ARCH wait on SENDREQ等待事件

客户库,AWR报告采样间隔8小时,ARCH wait on SENDREQ等待事件平均等待时间较长,约3秒。

image

image

恰巧告警日志中提示无法分配日志,虽然archive_lag_target参数设置较小(为900),但是数据库有5个重做日志组,按理说应该不会出现无法分配日志组的情况出现。由于这个等待事件的出现,故猜想主备库之间的网络可能较差,导致主库的归档无法及时归档到备库上,从而引发cannot allocate new log。

Tue Jul 19 22:19:33 2011
Thread 1 cannot allocate new log, sequence 26887
Private strand flush not complete

从Metalink(MOS)上可查到如下关于ARCH wait on SENDREQ等待事件的信息

《Data Guard Wait Events》

“ARCH wait on SENDREQ” This wait event monitors the amount of time spent by all archiver processes to write the received redo to disk as well as open and close the remote archived redo logs.

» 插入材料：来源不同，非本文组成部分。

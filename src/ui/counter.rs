use std::sync::Arc;

use crossterm::event::KeyEvent;
use ratatui::Frame;
use ratatui::layout::{Alignment, Constraint, Rect};
use ratatui::style::{Modifier, Style};
use ratatui::text::{Line, Span};
use ratatui::widgets::Paragraph;

use crate::Theme;
use crate::config::{CounterAction, KeyResolver};
use crate::ui::{Component, EventResult, Result};

pub enum CounterEvent {
    Submitted(i64),
}

/// Click-counter widget.
pub struct Counter {
    count: i64,
    resolver: Arc<KeyResolver>,
}

impl Counter {
    pub const fn new(resolver: Arc<KeyResolver>) -> Self {
        Self { count: 0, resolver }
    }

    pub const fn count(&self) -> i64 {
        self.count
    }
}

impl Component for Counter {
    type Output = CounterEvent;

    fn handle_key(&mut self, key: KeyEvent) -> Result<EventResult<Self::Output>> {
        if self.resolver.matches_counter(&key, CounterAction::Increment) {
            self.count = self.count.saturating_add(1);
            return Ok(EventResult::Consumed);
        }
        if self.resolver.matches_counter(&key, CounterAction::Decrement) {
            self.count = self.count.saturating_sub(1);
            return Ok(EventResult::Consumed);
        }
        if self.resolver.matches_counter(&key, CounterAction::Submit) {
            return Ok(CounterEvent::Submitted(self.count).into());
        }
        Ok(EventResult::Ignored)
    }

    fn render(&mut self, frame: &mut Frame, area: Rect, theme: &Theme) {
        let area = area.centered(Constraint::Percentage(100), Constraint::Length(3));
        let hint_style = Style::default().fg(theme.overlay1());
        let key_style = Style::default().fg(theme.peach());

        let lines = vec![
            Line::from(vec![
                Span::styled("Current count: ", Style::default().fg(theme.text())),
                Span::styled(
                    self.count.to_string(),
                    Style::default()
                        .fg(theme.mauve())
                        .add_modifier(Modifier::BOLD),
                ),
            ]),
            Line::from(""),
            Line::from(vec![
                Span::styled(self.resolver.display_counter(CounterAction::Increment), key_style),
                Span::styled(" click me  ", hint_style),
                Span::styled(self.resolver.display_counter(CounterAction::Decrement), key_style),
                Span::styled(" undo", hint_style),
            ]),
        ];

        frame.render_widget(Paragraph::new(lines).alignment(Alignment::Center), area);
    }
}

《Troubleshooting 9i Data Guard Network Issues》

The ‘ARCH wait on SENDREQ’ wait event increases during a log switch period. This event’s average wait time also increases as the network round trip time (RTT) increases. If this wait event is in the top 5, then it may be indicative of a saturated network or a poorly configured network. Also, make sure that enough redo log groups are configured so that any delay in remote archiving does not result in a hung database due to no available online redo logs.

在log switch阶段会出现ARCH wait on SENDREQ等待事件,如果此事件出现在Top5等待事件中,说明网络满负载或网络配置问题(总之,网络较差)

还有一篇,说是metalink上的,不过没找到原文:

1)It means that there is a slow network between primary and standby database.

2)It also means that there is a chance of slow performance on disk where remote archiving is happening.

Solution:

1.Please get in touch with your network admin and check the network response.

2.If the remote destination is slow and archiver is taking longer to archive to that destination, then the user needs to allocate more redo log groups so that there is a logfile available for a logswitch to switch into, and not wait for the archiver to finish archiving to the destination.

3.One more workaround you can use is to set below parameter in primary site:

_LOG_ARCHIVE_CALLOUT=’LOCAL_FIRST=TRUE’

第三种解决方案提示修改隐含参数:_LOG_ARCHIVE_CALLOUT

_LOG_ARCHIVE_CALLOUT=’LOCAL_FIRST=TRUE’

If the above parameter is set then the ARCH process will begin archiving to the local destination first.  Once the redo log has been completely and successfully archived to at least one local destination, it will then be transmitted to the remote destination. This is the default behavior. beginning with Oracle Database 10g Release 1.

Starting in 9.2.0.7 patchsets, one ARCH process will begin acting as a ‘dedicated’ archiver, handling only local archival duties. It will not perform. remote log shipping or service FAL requests. This is a backport of behavior. from 10gR1 to 9iR2.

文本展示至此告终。